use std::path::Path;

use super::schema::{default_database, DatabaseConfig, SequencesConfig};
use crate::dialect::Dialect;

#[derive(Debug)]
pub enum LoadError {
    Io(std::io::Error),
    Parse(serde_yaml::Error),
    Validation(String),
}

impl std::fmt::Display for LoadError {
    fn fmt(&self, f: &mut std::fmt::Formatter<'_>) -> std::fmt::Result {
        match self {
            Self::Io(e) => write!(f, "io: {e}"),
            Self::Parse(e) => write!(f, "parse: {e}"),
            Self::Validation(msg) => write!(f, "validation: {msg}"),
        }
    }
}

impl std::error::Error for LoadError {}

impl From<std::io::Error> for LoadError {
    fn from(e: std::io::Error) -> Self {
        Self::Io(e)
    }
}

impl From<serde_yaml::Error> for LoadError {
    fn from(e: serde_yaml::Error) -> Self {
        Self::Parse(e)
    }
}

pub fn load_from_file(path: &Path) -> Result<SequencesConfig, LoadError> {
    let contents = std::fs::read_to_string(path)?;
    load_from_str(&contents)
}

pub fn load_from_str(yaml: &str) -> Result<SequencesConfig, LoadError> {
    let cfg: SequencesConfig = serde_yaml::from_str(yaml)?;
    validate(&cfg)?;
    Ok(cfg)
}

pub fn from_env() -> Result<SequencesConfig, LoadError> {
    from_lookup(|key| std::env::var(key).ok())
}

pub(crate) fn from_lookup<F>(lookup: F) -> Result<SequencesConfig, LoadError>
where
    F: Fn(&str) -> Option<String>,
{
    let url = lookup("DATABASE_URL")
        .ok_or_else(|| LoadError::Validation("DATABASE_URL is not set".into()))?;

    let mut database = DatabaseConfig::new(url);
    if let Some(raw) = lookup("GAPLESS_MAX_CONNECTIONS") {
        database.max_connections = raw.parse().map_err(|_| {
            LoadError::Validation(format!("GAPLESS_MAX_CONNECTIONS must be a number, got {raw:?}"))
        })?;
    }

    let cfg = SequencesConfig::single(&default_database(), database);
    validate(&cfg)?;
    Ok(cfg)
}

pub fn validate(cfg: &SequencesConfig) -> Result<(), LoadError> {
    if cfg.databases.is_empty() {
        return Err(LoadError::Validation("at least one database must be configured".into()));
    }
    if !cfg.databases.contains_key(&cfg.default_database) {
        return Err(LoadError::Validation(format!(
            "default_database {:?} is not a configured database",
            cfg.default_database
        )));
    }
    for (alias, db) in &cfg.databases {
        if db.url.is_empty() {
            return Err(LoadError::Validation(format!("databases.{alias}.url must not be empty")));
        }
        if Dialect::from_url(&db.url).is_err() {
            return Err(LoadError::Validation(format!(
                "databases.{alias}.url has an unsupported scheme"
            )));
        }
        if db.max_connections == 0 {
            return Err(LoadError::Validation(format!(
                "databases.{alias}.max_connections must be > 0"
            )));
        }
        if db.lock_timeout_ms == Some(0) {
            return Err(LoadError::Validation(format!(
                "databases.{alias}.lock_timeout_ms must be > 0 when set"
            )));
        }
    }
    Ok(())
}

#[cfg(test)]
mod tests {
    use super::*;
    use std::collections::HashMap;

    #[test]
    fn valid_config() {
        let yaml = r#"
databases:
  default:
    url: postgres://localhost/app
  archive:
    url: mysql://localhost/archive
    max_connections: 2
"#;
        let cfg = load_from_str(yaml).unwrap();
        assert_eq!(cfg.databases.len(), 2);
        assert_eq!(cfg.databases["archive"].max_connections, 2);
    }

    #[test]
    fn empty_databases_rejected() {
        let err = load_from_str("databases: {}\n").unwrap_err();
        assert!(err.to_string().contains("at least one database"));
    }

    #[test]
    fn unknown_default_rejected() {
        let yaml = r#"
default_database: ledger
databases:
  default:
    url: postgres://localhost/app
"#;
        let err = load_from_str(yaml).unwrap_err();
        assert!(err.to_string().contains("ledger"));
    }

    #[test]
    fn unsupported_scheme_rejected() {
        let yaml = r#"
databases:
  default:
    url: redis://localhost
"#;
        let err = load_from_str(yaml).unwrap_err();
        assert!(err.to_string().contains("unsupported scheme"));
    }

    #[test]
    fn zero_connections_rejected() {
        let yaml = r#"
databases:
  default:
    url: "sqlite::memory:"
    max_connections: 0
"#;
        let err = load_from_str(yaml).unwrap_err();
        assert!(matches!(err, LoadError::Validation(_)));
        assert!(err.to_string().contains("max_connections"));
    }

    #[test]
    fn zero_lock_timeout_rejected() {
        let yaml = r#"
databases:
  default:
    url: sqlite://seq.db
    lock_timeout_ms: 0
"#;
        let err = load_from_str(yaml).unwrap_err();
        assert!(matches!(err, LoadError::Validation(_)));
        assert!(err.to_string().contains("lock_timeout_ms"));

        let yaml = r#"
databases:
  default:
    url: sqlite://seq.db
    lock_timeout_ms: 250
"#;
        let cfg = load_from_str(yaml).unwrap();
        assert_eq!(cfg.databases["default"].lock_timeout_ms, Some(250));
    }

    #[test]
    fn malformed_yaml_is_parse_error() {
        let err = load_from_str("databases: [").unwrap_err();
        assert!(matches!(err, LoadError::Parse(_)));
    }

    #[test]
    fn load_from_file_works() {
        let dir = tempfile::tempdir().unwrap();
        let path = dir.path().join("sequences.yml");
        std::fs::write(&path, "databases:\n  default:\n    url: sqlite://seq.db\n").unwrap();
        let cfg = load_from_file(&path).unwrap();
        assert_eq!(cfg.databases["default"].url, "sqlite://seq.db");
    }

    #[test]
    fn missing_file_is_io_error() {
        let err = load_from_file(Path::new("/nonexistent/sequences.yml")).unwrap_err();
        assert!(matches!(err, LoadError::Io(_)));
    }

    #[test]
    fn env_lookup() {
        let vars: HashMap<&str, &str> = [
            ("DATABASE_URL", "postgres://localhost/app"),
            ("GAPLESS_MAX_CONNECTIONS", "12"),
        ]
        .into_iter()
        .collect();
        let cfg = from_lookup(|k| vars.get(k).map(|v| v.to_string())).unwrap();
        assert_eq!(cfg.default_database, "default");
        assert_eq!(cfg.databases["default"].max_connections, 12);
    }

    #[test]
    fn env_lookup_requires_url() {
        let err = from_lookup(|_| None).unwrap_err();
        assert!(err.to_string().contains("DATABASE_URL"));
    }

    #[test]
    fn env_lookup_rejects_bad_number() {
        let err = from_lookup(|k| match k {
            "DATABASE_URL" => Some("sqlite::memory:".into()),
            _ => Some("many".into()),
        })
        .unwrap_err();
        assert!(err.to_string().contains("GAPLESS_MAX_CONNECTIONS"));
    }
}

■ **Exercise aim**
Each of the records is to be repeated word for word.

■ **Answer to this exercise**
use std::path::Path;

use super::schema::{default_database, DatabaseConfig, SequencesConfig};
use crate::dialect::Dialect;

#[derive(Debug)]
pub enum LoadError {
    Io(std::io::Error),
    Parse(serde_yaml::Error),
    Validation(String),
}

impl std::fmt::Display for LoadError {
    fn fmt(&self, f: &mut std::fmt::Formatter<'_>) -> std::fmt::Result {
        match self {
            Self::Io(e) => write!(f, "io: {e}"),
            Self::Parse(e) => write!(f, "parse: {e}"),
            Self::Validation(msg) => write!(f, "validation: {msg}"),
        }
    }
}

impl std::error::Error for LoadError {}

impl From<std::io::Error> for LoadError {
    fn from(e: std::io::Error) -> Self {
        Self::Io(e)
    }
}

impl From<serde_yaml::Error> for LoadError {
    fn from(e: serde_yaml::Error) -> Self {
        Self::Parse(e)
    }
}

pub fn load_from_file(path: &Path) -> Result<SequencesConfig, LoadError> {
    let contents = std::fs::read_to_string(path)?;
    load_from_str(&contents)
}

pub fn load_from_str(yaml: &str) -> Result<SequencesConfig, LoadError> {
    let cfg: SequencesConfig = serde_yaml::from_str(yaml)?;
    validate(&cfg)?;
    Ok(cfg)
}

pub fn from_env() -> Result<SequencesConfig, LoadError> {
    from_lookup(|key| std::env::var(key).ok())
}

pub(crate) fn from_lookup<F>(lookup: F) -> Result<SequencesConfig, LoadError>
where
    F: Fn(&str) -> Option<String>,
{
    let url = lookup("DATABASE_URL")
        .ok_or_else(|| LoadError::Validation("DATABASE_URL is not set".into()))?;

    let mut database = DatabaseConfig::new(url);
    if let Some(raw) = lookup("GAPLESS_MAX_CONNECTIONS") {
        database.max_connections = raw.parse().map_err(|_| {
            LoadError::Validation(format!("GAPLESS_MAX_CONNECTIONS must be a number, got {raw:?}"))
        })?;
    }

    let cfg = SequencesConfig::single(&default_database(), database);
    validate(&cfg)?;
    Ok(cfg)
}

pub fn validate(cfg: &SequencesConfig) -> Result<(), LoadError> {
    if cfg.databases.is_empty() {
        return Err(LoadError::Validation("at least one database must be configured".into()));
    }
    if !cfg.databases.contains_key(&cfg.default_database) {
        return Err(LoadError::Validation(format!(
            "default_database {:?} is not a configured database",
            cfg.default_database
        )));
    }
    for (alias, db) in &cfg.databases {
        if db.url.is_empty() {
            return Err(LoadError::Validation(format!("databases.{alias}.url must not be empty")));
        }
        if Dialect::from_url(&db.url).is_err() {
            return Err(LoadError::Validation(format!(
                "databases.{alias}.url has an unsupported scheme"
            )));
        }
        if db.max_connections == 0 {
            return Err(LoadError::Validation(format!(
                "databases.{alias}.max_connections must be > 0"
            )));
        }
        if db.lock_timeout_ms == Some(0) {
            return Err(LoadError::Validation(format!(
                "databases.{alias}.lock_timeout_ms must be > 0 when set"
            )));
        }
    }
    Ok(())
}

#[cfg(test)]
mod tests {
    use super::*;
    use std::collections::HashMap;

    #[test]
    fn valid_config() {
        let yaml = r#"
databases:
  default:
    url: postgres://localhost/app
  archive:
    url: mysql://localhost/archive
    max_connections: 2
"#;
        let cfg = load_from_str(yaml).unwrap();
        assert_eq!(cfg.databases.len(), 2);
        assert_eq!(cfg.databases["archive"].max_connections, 2);
    }

    #[test]
    fn empty_databases_rejected() {
        let err = load_from_str("databases: {}\n").unwrap_err();
        assert!(err.to_string().contains("at least one database"));
    }

    #[test]
    fn unknown_default_rejected() {
        let yaml = r#"
default_database: ledger
databases:
  default:
    url: postgres://localhost/app
"#;
        let err = load_from_str(yaml).unwrap_err();
        assert!(err.to_string().contains("ledger"));
    }

    #[test]
    fn unsupported_scheme_rejected() {
        let yaml = r#"
databases:
  default:
    url: redis://localhost
"#;
        let err = load_from_str(yaml).unwrap_err();
        assert!(err.to_string().contains("unsupported scheme"));
    }

    #[test]
    fn zero_connections_rejected() {
        let yaml = r#"
databases:
  default:
    url: "sqlite::memory:"
    max_connections: 0
"#;
        let err = load_from_str(yaml).unwrap_err();
        assert!(matches!(err, LoadError::Validation(_)));
        assert!(err.to_string().contains("max_connections"));
    }

    #[test]
    fn zero_lock_timeout_rejected() {
        let yaml = r#"
databases:
  default:
    url: sqlite://seq.db
    lock_timeout_ms: 0
"#;
        let err = load_from_str(yaml).unwrap_err();
        assert!(matches!(err, LoadError::Validation(_)));
        assert!(err.to_string().contains("lock_timeout_ms"));

        let yaml = r#"
databases:
  default:
    url: sqlite://seq.db
    lock_timeout_ms: 250
"#;
        let cfg = load_from_str(yaml).unwrap();
        assert_eq!(cfg.databases["default"].lock_timeout_ms, Some(250));
    }

    #[test]
    fn malformed_yaml_is_parse_error() {
        let err = load_from_str("databases: [").unwrap_err();
        assert!(matches!(err, LoadError::Parse(_)));
    }

    #[test]
    fn load_from_file_works() {
        let dir = tempfile::tempdir().unwrap();
        let path = dir.path().join("sequences.yml");
        std::fs::write(&path, "databases:\n  default:\n    url: sqlite://seq.db\n").unwrap();
        let cfg = load_from_file(&path).unwrap();
        assert_eq!(cfg.databases["default"].url, "sqlite://seq.db");
    }

    #[test]
    fn missing_file_is_io_error() {
        let err = load_from_file(Path::new("/nonexistent/sequences.yml")).unwrap_err();
        assert!(matches!(err, LoadError::Io(_)));
    }

    #[test]
    fn env_lookup() {
        let vars: HashMap<&str, &str> = [
            ("DATABASE_URL", "postgres://localhost/app"),
            ("GAPLESS_MAX_CONNECTIONS", "12"),
        ]
        .into_iter()
        .collect();
        let cfg = from_lookup(|k| vars.get(k).map(|v| v.to_string())).unwrap();
        assert_eq!(cfg.default_database, "default");
        assert_eq!(cfg.databases["default"].max_connections, 12);
    }

    #[test]
    fn env_lookup_requires_url() {
        let err = from_lookup(|_| None).unwrap_err();
        assert!(err.to_string().contains("DATABASE_URL"));
    }

    #[test]
    fn env_lookup_rejects_bad_number() {
        let err = from_lookup(|k| match k {
            "DATABASE_URL" => Some("sqlite::memory:".into()),
            _ => Some("many".into()),
        })
        .unwrap_err();
        assert!(err.to_string().contains("GAPLESS_MAX_CONNECTIONS"));
    }
}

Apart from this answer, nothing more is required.